Please give the number of lines in the entries below that hold "SetDescriptorHeaps", with no other words.

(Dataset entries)
________________________________________

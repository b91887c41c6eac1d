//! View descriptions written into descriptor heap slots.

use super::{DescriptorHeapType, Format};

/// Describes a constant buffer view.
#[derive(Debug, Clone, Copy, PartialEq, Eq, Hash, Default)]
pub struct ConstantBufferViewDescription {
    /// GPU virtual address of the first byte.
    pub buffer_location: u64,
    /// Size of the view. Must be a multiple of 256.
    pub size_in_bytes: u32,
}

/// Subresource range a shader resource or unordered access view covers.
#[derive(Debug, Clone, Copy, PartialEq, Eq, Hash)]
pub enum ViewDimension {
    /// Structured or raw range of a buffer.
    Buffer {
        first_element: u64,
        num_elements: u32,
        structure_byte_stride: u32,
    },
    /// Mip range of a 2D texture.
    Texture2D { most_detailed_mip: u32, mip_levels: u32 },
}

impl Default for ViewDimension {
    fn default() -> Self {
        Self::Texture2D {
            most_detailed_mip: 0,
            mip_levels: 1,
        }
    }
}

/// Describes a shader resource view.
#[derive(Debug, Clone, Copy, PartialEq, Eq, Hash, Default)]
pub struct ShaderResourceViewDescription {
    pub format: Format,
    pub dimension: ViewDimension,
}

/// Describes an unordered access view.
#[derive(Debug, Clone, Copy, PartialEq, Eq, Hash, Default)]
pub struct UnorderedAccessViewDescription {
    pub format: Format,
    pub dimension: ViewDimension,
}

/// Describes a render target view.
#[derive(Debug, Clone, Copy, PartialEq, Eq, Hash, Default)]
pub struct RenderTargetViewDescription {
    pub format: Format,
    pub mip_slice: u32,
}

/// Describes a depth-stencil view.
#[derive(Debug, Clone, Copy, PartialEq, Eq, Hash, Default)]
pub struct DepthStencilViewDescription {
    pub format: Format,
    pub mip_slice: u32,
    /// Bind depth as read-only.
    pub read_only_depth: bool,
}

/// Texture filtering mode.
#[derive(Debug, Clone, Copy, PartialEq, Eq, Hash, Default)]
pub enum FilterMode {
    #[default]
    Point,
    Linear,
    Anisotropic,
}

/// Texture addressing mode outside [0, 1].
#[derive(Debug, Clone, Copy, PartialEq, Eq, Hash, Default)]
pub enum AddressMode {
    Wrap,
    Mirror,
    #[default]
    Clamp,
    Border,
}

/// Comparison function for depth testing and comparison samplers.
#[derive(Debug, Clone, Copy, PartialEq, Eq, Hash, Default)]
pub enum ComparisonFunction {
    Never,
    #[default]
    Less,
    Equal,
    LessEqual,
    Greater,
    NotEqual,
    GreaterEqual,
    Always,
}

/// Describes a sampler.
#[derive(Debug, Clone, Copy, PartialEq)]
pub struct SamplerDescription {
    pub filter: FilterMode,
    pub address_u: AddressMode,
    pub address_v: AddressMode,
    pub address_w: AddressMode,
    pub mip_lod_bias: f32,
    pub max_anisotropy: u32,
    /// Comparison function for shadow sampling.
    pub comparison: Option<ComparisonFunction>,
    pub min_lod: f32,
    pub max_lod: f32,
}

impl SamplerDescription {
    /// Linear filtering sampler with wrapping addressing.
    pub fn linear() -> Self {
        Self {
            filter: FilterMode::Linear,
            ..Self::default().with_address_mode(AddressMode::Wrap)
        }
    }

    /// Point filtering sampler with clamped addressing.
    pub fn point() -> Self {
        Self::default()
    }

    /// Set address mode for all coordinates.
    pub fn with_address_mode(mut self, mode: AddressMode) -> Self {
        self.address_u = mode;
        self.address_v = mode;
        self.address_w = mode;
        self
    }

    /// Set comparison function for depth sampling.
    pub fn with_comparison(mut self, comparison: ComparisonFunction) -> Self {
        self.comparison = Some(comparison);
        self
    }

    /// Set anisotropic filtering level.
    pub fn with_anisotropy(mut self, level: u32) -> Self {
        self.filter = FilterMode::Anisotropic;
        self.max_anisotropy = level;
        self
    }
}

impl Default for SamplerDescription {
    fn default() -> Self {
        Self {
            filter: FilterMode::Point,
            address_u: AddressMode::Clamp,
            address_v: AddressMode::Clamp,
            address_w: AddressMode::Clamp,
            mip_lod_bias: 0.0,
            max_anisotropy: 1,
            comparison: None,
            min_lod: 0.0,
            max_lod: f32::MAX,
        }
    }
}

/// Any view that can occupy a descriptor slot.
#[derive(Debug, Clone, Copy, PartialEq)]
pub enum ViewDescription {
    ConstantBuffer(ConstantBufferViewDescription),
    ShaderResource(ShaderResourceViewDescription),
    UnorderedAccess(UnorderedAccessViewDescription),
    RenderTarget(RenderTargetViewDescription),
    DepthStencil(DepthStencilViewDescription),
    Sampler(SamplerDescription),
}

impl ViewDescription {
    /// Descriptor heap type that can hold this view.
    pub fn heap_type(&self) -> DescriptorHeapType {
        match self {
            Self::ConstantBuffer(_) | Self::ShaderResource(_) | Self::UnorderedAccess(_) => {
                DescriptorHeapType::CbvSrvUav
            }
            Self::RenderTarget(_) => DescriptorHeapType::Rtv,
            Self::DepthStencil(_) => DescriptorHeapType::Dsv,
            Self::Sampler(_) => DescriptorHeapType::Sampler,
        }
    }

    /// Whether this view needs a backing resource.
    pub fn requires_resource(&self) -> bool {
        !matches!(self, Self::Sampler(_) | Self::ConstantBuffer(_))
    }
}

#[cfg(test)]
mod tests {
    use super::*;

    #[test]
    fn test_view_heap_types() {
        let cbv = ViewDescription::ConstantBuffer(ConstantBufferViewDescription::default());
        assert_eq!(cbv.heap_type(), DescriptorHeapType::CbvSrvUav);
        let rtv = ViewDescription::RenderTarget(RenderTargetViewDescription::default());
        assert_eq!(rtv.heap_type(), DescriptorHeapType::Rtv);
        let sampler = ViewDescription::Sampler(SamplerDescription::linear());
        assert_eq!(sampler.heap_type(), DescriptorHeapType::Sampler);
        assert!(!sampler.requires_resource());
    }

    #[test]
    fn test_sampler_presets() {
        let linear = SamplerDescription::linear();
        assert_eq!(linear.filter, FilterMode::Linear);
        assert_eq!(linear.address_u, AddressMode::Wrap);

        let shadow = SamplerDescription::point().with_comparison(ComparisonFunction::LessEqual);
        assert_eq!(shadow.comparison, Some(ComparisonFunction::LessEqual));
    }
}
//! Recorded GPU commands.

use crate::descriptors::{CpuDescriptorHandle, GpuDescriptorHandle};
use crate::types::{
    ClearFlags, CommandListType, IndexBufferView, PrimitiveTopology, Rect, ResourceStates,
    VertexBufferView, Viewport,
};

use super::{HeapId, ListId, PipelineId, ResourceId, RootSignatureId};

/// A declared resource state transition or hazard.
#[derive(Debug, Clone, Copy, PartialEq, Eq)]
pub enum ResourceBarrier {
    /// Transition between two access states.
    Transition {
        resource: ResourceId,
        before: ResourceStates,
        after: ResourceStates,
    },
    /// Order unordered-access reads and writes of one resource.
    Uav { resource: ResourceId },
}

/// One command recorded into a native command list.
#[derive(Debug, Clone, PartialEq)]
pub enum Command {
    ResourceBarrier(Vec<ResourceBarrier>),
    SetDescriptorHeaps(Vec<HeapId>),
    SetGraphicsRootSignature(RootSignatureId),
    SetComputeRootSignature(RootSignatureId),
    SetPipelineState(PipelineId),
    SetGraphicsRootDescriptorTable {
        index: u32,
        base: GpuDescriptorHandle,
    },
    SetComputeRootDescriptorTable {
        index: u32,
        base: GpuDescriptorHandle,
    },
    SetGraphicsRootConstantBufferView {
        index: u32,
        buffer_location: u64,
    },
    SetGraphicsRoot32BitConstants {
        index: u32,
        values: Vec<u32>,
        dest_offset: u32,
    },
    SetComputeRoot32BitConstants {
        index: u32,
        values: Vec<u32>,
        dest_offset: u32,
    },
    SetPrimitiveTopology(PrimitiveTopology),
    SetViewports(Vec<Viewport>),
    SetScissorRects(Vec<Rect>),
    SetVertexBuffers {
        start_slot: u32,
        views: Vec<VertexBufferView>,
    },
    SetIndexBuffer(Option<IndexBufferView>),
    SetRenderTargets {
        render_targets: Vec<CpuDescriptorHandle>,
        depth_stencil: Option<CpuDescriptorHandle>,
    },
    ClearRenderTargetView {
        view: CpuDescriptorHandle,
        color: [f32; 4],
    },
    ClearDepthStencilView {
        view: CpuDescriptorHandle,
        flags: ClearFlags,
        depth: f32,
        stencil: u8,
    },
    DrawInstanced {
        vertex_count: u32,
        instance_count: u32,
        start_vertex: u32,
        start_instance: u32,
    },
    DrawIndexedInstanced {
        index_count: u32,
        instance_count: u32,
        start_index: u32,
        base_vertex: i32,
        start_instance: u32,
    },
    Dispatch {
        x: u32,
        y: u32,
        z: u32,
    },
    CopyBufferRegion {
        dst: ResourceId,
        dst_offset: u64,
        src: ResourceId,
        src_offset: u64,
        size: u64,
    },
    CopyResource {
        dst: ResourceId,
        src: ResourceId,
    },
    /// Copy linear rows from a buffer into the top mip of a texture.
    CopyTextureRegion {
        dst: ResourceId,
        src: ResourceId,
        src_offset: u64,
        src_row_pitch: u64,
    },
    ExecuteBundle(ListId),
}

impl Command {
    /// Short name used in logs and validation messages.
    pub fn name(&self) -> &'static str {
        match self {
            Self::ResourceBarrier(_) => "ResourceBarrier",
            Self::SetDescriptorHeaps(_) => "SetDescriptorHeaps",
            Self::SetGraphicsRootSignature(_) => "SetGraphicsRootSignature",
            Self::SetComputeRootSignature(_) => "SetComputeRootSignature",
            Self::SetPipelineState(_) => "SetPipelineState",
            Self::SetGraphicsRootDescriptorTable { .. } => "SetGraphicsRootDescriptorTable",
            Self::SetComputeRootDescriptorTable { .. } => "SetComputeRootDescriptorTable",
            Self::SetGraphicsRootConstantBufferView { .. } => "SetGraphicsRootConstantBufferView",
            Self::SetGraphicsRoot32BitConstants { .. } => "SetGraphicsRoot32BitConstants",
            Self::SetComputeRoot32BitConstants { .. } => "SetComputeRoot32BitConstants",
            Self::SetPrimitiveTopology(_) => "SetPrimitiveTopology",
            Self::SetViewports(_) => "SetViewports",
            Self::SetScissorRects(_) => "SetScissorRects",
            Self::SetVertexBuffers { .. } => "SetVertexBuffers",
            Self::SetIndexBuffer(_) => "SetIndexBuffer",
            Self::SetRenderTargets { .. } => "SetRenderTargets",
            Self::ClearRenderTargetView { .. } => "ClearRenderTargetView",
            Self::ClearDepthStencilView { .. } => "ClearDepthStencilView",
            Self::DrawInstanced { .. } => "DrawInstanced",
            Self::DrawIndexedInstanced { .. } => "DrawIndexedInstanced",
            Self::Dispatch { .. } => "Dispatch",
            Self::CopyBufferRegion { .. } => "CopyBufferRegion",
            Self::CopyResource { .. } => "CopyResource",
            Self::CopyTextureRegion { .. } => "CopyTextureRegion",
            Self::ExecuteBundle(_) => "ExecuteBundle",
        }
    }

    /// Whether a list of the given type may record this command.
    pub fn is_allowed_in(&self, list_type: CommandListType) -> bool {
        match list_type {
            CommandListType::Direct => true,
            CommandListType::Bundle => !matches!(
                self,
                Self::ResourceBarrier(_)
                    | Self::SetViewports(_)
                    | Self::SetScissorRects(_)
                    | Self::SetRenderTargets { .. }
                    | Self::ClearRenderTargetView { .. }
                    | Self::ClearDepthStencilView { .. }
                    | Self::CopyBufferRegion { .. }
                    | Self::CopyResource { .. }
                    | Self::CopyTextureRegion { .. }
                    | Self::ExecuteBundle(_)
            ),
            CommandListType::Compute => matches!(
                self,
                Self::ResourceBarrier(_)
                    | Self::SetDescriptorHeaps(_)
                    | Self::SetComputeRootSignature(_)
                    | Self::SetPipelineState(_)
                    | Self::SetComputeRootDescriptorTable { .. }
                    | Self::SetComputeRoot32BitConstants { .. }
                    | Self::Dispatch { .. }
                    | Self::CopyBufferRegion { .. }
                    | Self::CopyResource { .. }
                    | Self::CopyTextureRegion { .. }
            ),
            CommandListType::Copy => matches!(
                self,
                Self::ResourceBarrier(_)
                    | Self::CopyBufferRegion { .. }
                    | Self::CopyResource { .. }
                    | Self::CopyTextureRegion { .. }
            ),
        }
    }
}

________________________________________

**Task solution**
3